If you think Roger’s fears are unjustified, consider this: As the most dominant sport in England, by a long shot, football receives tireless coverage from journalists and tabloids. “The players know if they say something that’s a little embarrassing or controversial, it’s going to get played out everywhere,” he said.  Every word is scrutinized, and many times taken out of context.

“The players are absolutely drained physically and mentally after a game,” noted Rogers. “It’s like the lights are on but nobody’s home. On Monday morning it’s completely different. That’s when you can really discuss the game.”

And then there is the club’s manager. Palace has had five since Rogers’ arrival, but the departure of Tony Pulis, in 2014, was by far the strangest and most hectic. “Personally, it was very chaotic,” he said of Pulis’ last-minute resignation from the club. “We had had a good preseason in the States and in Germany and Austria, and things had gone really well.” Rogers and his fellow staff-members had no warning of what was about to come. “Everyone since has asked me, ‘Oh you must have known about it’ but it got dropped on us like a bombshell as well.”

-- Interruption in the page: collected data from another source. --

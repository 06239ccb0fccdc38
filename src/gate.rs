//! Auth gate
//!
//! Chooses between a waiting page, the sign-in form and protected content
//! from a resolved [`SessionState`]. [`require_session`] applies the gate to
//! the protected subtree of the router.

use crate::server::{pages, AppState};
use crate::session::{Session, SessionState};
use axum::{
    extract::{Request, State},
    middleware::Next,
    response::{IntoResponse, Response},
};
use tracing::debug;

/// What the gate lets through
#[derive(Debug, Clone, PartialEq, Eq)]
pub enum GateView<T> {
    /// Session state not known yet
    Waiting,
    /// No session; show the sign-in form
    SignIn,
    Protected(T),
}

pub struct AuthGate;

impl AuthGate {
    /// Exactly one view per state; `children` runs only when authenticated
    pub fn render<T>(state: &SessionState, children: impl FnOnce(&Session) -> T) -> GateView<T> {
        match state {
            SessionState::Loading => GateView::Waiting,
            SessionState::Unauthenticated => GateView::SignIn,
            SessionState::Authenticated(session) => GateView::Protected(children(session)),
        }
    }
}

/// Middleware guarding the protected routes
///
/// Authenticated requests continue with the `Session` in their extensions.
pub async fn require_session(State(state): State<AppState>, mut request: Request, next: Next) -> Response {
    let session_state = state.sessions.resolve_headers(request.headers()).await;
    let path = request.uri().path().to_string();

    match AuthGate::render(&session_state, Session::clone) {
        GateView::Waiting => {
            debug!(path = %path, "Session unresolved, serving waiting page");
            pages::waiting_page(&state, &path).into_response()
        }
        GateView::SignIn => {
            debug!(path = %path, "No session, serving sign-in form");
            pages::sign_in_required(&state).into_response()
        }
        GateView::Protected(session) => {
            request.extensions_mut().insert(session);
            next.run(request).await
        }
    }
}
//! Ledger records: transactions, subscriptions, loans and notifications
//!
//! Users are identified by their normalized (trimmed, lower-cased) email.

mod insights;

pub use insights::{CategorySpend, Insights, MonthSummary};

use chrono::{DateTime, Datelike, Days, Months, NaiveDate, Utc};
use rust_decimal::Decimal;
use serde::{Deserialize, Serialize};
use std::fmt;
use uuid::Uuid;

/// Exclusive upper bound for a single recorded amount; fits `NUMERIC(14, 2)`
pub const MAX_AMOUNT: Decimal = Decimal::from_parts(0xD4A5_1000, 0xE8, 0, false, 0); // 1_000_000_000_000

/// Sum amounts, saturating at `Decimal::MAX` instead of overflowing
pub fn total<I>(amounts: I) -> Decimal
where
    I: IntoIterator<Item = Decimal>,
{
    amounts
        .into_iter()
        .fold(Decimal::ZERO, |sum, amount| sum.checked_add(amount).unwrap_or(Decimal::MAX))
}

/// Normalize an email address into a user key
pub fn normalize_email(email: &str) -> String {
    email.trim().to_lowercase()
}

/// Direction of a transaction
#[derive(Debug, Clone, Copy, PartialEq, Eq, Hash, Serialize, Deserialize)]
#[serde(rename_all = "lowercase")]
pub enum TransactionKind {
    Expense,
    Income,
}

impl TransactionKind {
    pub fn parse(s: &str) -> Option<Self> {
        match s.to_lowercase().as_str() {
            "expense" => Some(Self::Expense),
            "income" => Some(Self::Income),
            _ => None,
        }
    }
}

impl fmt::Display for TransactionKind {
    fn fmt(&self, f: &mut fmt::Formatter<'_>) -> fmt::Result {
        match self {
            TransactionKind::Expense => write!(f, "expense"),
            TransactionKind::Income => write!(f, "income"),
        }
    }
}

#[derive(Debug, Clone, PartialEq, Serialize, Deserialize)]
pub struct Transaction {
    pub id: Uuid,
    pub user: String,
    pub kind: TransactionKind,
    /// Always positive; `kind` carries the sign
    pub amount: Decimal,
    pub category: String,
    pub note: Option<String>,
    pub date: NaiveDate,
    pub created_at: DateTime<Utc>,
}

impl Transaction {
    pub fn new(
        user: &str,
        kind: TransactionKind,
        amount: Decimal,
        category: &str,
        note: Option<String>,
        date: NaiveDate,
    ) -> Self {
        Self {
            id: Uuid::new_v4(),
            user: normalize_email(user),
            kind,
            amount,
            category: category.trim().to_string(),
            note,
            date,
            created_at: Utc::now(),
        }
    }

    /// Amount with sign applied (expenses negative)
    pub fn signed_amount(&self) -> Decimal {
        match self.kind {
            TransactionKind::Expense => -self.amount,
            TransactionKind::Income => self.amount,
        }
    }
}

/// Billing cadence of a subscription
#[derive(Debug, Clone, Copy, PartialEq, Eq, Hash, Serialize, Deserialize)]
#[serde(rename_all = "lowercase")]
pub enum Cadence {
    Weekly,
    Monthly,
    Yearly,
}

impl Cadence {
    pub fn parse(s: &str) -> Option<Self> {
        match s.to_lowercase().as_str() {
            "weekly" => Some(Self::Weekly),
            "monthly" => Some(Self::Monthly),
            "yearly" => Some(Self::Yearly),
            _ => None,
        }
    }

    /// The `n`th billing date counted from `anchor` (n = 0 is the anchor itself)
    ///
    /// Month arithmetic is done from the anchor each time, so a subscription
    /// started on the 31st bills on the last day of shorter months and
    /// returns to the 31st afterwards.
    pub fn nth_date(&self, anchor: NaiveDate, n: u32) -> Option<NaiveDate> {
        match self {
            Cadence::Weekly => anchor.checked_add_days(Days::new(7 * u64::from(n))),
            Cadence::Monthly => anchor.checked_add_months(Months::new(n)),
            Cadence::Yearly => anchor.checked_add_months(Months::new(n.checked_mul(12)?)),
        }
    }

    /// Amount normalized to a monthly figure, saturating on overflow
    pub fn monthly_equivalent(&self, amount: Decimal) -> Decimal {
        match self {
            Cadence::Weekly => amount
                .checked_mul(Decimal::from(52))
                .map_or(Decimal::MAX, |yearly| yearly / Decimal::from(12))
                .round_dp(2),
            Cadence::Monthly => amount,
            Cadence::Yearly => (amount / Decimal::from(12)).round_dp(2),
        }
    }
}

impl fmt::Display for Cadence {
    fn fmt(&self, f: &mut fmt::Formatter<'_>) -> fmt::Result {
        match self {
            Cadence::Weekly => write!(f, "weekly"),
            Cadence::Monthly => write!(f, "monthly"),
            Cadence::Yearly => write!(f, "yearly"),
        }
    }
}

#[derive(Debug, Clone, PartialEq, Serialize, Deserialize)]
pub struct Subscription {
    pub id: Uuid,
    pub user: String,
    pub name: String,
    pub amount: Decimal,
    pub cadence: Cadence,
    /// First billing date; later ones are derived from it
    pub start_date: NaiveDate,
    pub active: bool,
    pub created_at: DateTime<Utc>,
}

impl Subscription {
    pub fn new(user: &str, name: &str, amount: Decimal, cadence: Cadence, start_date: NaiveDate) -> Self {
        Self {
            id: Uuid::new_v4(),
            user: normalize_email(user),
            name: name.trim().to_string(),
            amount,
            cadence,
            start_date,
            active: true,
            created_at: Utc::now(),
        }
    }

    /// The first billing date on or after `from`
    pub fn next_due(&self, from: NaiveDate) -> Option<NaiveDate> {
        if self.start_date >= from {
            return Some(self.start_date);
        }

        // Jump close to `from` before stepping so long-lived subscriptions stay cheap
        let mut n = match self.cadence {
            Cadence::Weekly => ((from - self.start_date).num_days() / 7) as u32,
            Cadence::Monthly => months_between(self.start_date, from).saturating_sub(1),
            Cadence::Yearly => (from.year() - self.start_date.year()).max(1) as u32 - 1,
        };

        loop {
            let date = self.cadence.nth_date(self.start_date, n)?;
            if date >= from {
                return Some(date);
            }
            n = n.checked_add(1)?;
        }
    }

    /// Whether this subscription bills on exactly `date`
    pub fn is_due_on(&self, date: NaiveDate) -> bool {
        self.active && self.next_due(date) == Some(date)
    }

    pub fn monthly_cost(&self) -> Decimal {
        self.cadence.monthly_equivalent(self.amount)
    }
}

fn months_between(from: NaiveDate, to: NaiveDate) -> u32 {
    let months = (to.year() - from.year()) * 12 + to.month() as i32 - from.month() as i32;
    months.max(0) as u32
}

#[derive(Debug, Clone, PartialEq, Serialize, Deserialize)]
pub struct Loan {
    pub id: Uuid,
    pub user: String,
    /// Who the money is owed to (or by)
    pub counterparty: String,
    pub amount: Decimal,
    pub due_date: NaiveDate,
    pub settled: bool,
    pub created_at: DateTime<Utc>,
}

impl Loan {
    pub fn new(user: &str, counterparty: &str, amount: Decimal, due_date: NaiveDate) -> Self {
        Self {
            id: Uuid::new_v4(),
            user: normalize_email(user),
            counterparty: counterparty.trim().to_string(),
            amount,
            due_date,
            settled: false,
            created_at: Utc::now(),
        }
    }
}

#[derive(Debug, Clone, PartialEq, Serialize, Deserialize)]
pub struct Notification {
    pub id: Uuid,
    pub user: String,
    pub title: String,
    pub body: String,
    /// Unique per user; repeated reminders for the same due item collapse
    pub dedupe_key: String,
    pub created_at: DateTime<Utc>,
    pub read: bool,
}

impl Notification {
    pub fn new(user: &str, title: String, body: String, dedupe_key: String) -> Self {
        Self {
            id: Uuid::new_v4(),
            user: normalize_email(user),
            title,
            body,
            dedupe_key,
            created_at: Utc::now(),
            read: false,
        }
    }
}

/// Format an amount for display with two decimal places
pub fn format_amount(amount: Decimal) -> String {
    format!("{:.2}", amount)
}

#[cfg(test)]
mod tests {
    use super::*;

    fn dec(s: &str) -> Decimal {
        s.parse().unwrap()
    }

    fn date(s: &str) -> NaiveDate {
        NaiveDate::parse_from_str(s, "%Y-%m-%d").unwrap()
    }

    #[test]
    fn test_monthly_next_due_clamps_to_month_end() {
        let sub = Subscription::new("a@b.c", "Rent", dec("100"), Cadence::Monthly, date("2024-01-31"));

        assert_eq!(sub.next_due(date("2024-01-31")), Some(date("2024-01-31")));
        assert_eq!(sub.next_due(date("2024-02-01")), Some(date("2024-02-29")));
        assert_eq!(sub.next_due(date("2024-03-01")), Some(date("2024-03-31")));
        assert_eq!(sub.next_due(date("2024-04-01")), Some(date("2024-04-30")));
    }

    #[test]
    fn test_weekly_next_due() {
        let sub = Subscription::new("a@b.c", "Milk", dec("5"), Cadence::Weekly, date("2024-05-01"));

        assert_eq!(sub.next_due(date("2024-05-02")), Some(date("2024-05-08")));
        assert_eq!(sub.next_due(date("2024-05-08")), Some(date("2024-05-08")));
        assert_eq!(sub.next_due(date("2024-06-30")), Some(date("2024-07-03")));
    }

    #[test]
    fn test_yearly_next_due() {
        let sub = Subscription::new("a@b.c", "Domain", dec("12"), Cadence::Yearly, date("2020-02-29"));

        assert_eq!(sub.next_due(date("2021-01-01")), Some(date("2021-02-28")));
        assert_eq!(sub.next_due(date("2024-01-01")), Some(date("2024-02-29")));
    }

    #[test]
    fn test_future_start_is_next_due() {
        let sub = Subscription::new("a@b.c", "Gym", dec("30"), Cadence::Monthly, date("2030-01-15"));
        assert_eq!(sub.next_due(date("2024-01-01")), Some(date("2030-01-15")));
    }

    #[test]
    fn test_inactive_never_due() {
        let mut sub = Subscription::new("a@b.c", "Gym", dec("30"), Cadence::Monthly, date("2024-01-15"));
        assert!(sub.is_due_on(date("2024-02-15")));
        sub.active = false;
        assert!(!sub.is_due_on(date("2024-02-15")));
    }

    #[test]
    fn test_monthly_equivalent() {
        assert_eq!(Cadence::Monthly.monthly_equivalent(dec("9.99")), dec("9.99"));
        assert_eq!(Cadence::Yearly.monthly_equivalent(dec("120")), dec("10"));
        assert_eq!(Cadence::Weekly.monthly_equivalent(dec("3")), dec("13"));
    }

    #[test]
    fn test_monthly_equivalent_saturates() {
        assert_eq!(Cadence::Weekly.monthly_equivalent(Decimal::MAX), Decimal::MAX);
        assert_eq!(Cadence::Weekly.monthly_equivalent(MAX_AMOUNT), dec("4333333333333.33"));
    }

    #[test]
    fn test_total_saturates() {
        assert_eq!(total([dec("1.25"), dec("2.75")]), dec("4"));
        assert_eq!(total([Decimal::MAX, dec("1")]), Decimal::MAX);
        assert_eq!(total([Decimal::MAX, Decimal::MAX, dec("0.01")]), Decimal::MAX);
        assert_eq!(total(Vec::new()), Decimal::ZERO);
    }

    #[test]
    fn test_signed_amount_and_normalized_user() {
        let tx = Transaction::new(
            "  Asha@Example.COM ",
            TransactionKind::Expense,
            dec("12.50"),
            " Food ",
            None,
            date("2024-05-01"),
        );
        assert_eq!(tx.user, "asha@example.com");
        assert_eq!(tx.category, "Food");
        assert_eq!(tx.signed_amount(), dec("-12.50"));
    }

    #[test]
    fn test_kind_and_cadence_parse() {
        assert_eq!(TransactionKind::parse("Income"), Some(TransactionKind::Income));
        assert_eq!(TransactionKind::parse("gift"), None);
        assert_eq!(Cadence::parse("YEARLY"), Some(Cadence::Yearly));
        assert_eq!(Cadence::parse("daily"), None);
    }
}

In a matter of days, former Palace boss Neil Warnock was reinstated to keep the club afloat in the Premier League for an unprecedented third consecutive season. But, as with many things in football, it didn’t last long. After a string of bad results before the Christmas Break, Warnock was given the axe just before the new year. Rumors quickly started bubbling that former club legend and then Newcastle manager Alan Pardew, who was responsible for a dramatic FA Cup semi-final winner against Liverpool in 1990, would  be returning to the club. Pardew was unveiled to the Selhurst Park faithful less than a week later.

“It’s been a hectic start to 2015 for us as a media team but we’re always well prepared for the challenges,” Rogers said. “Now we can focus on football for the remainder of the season.”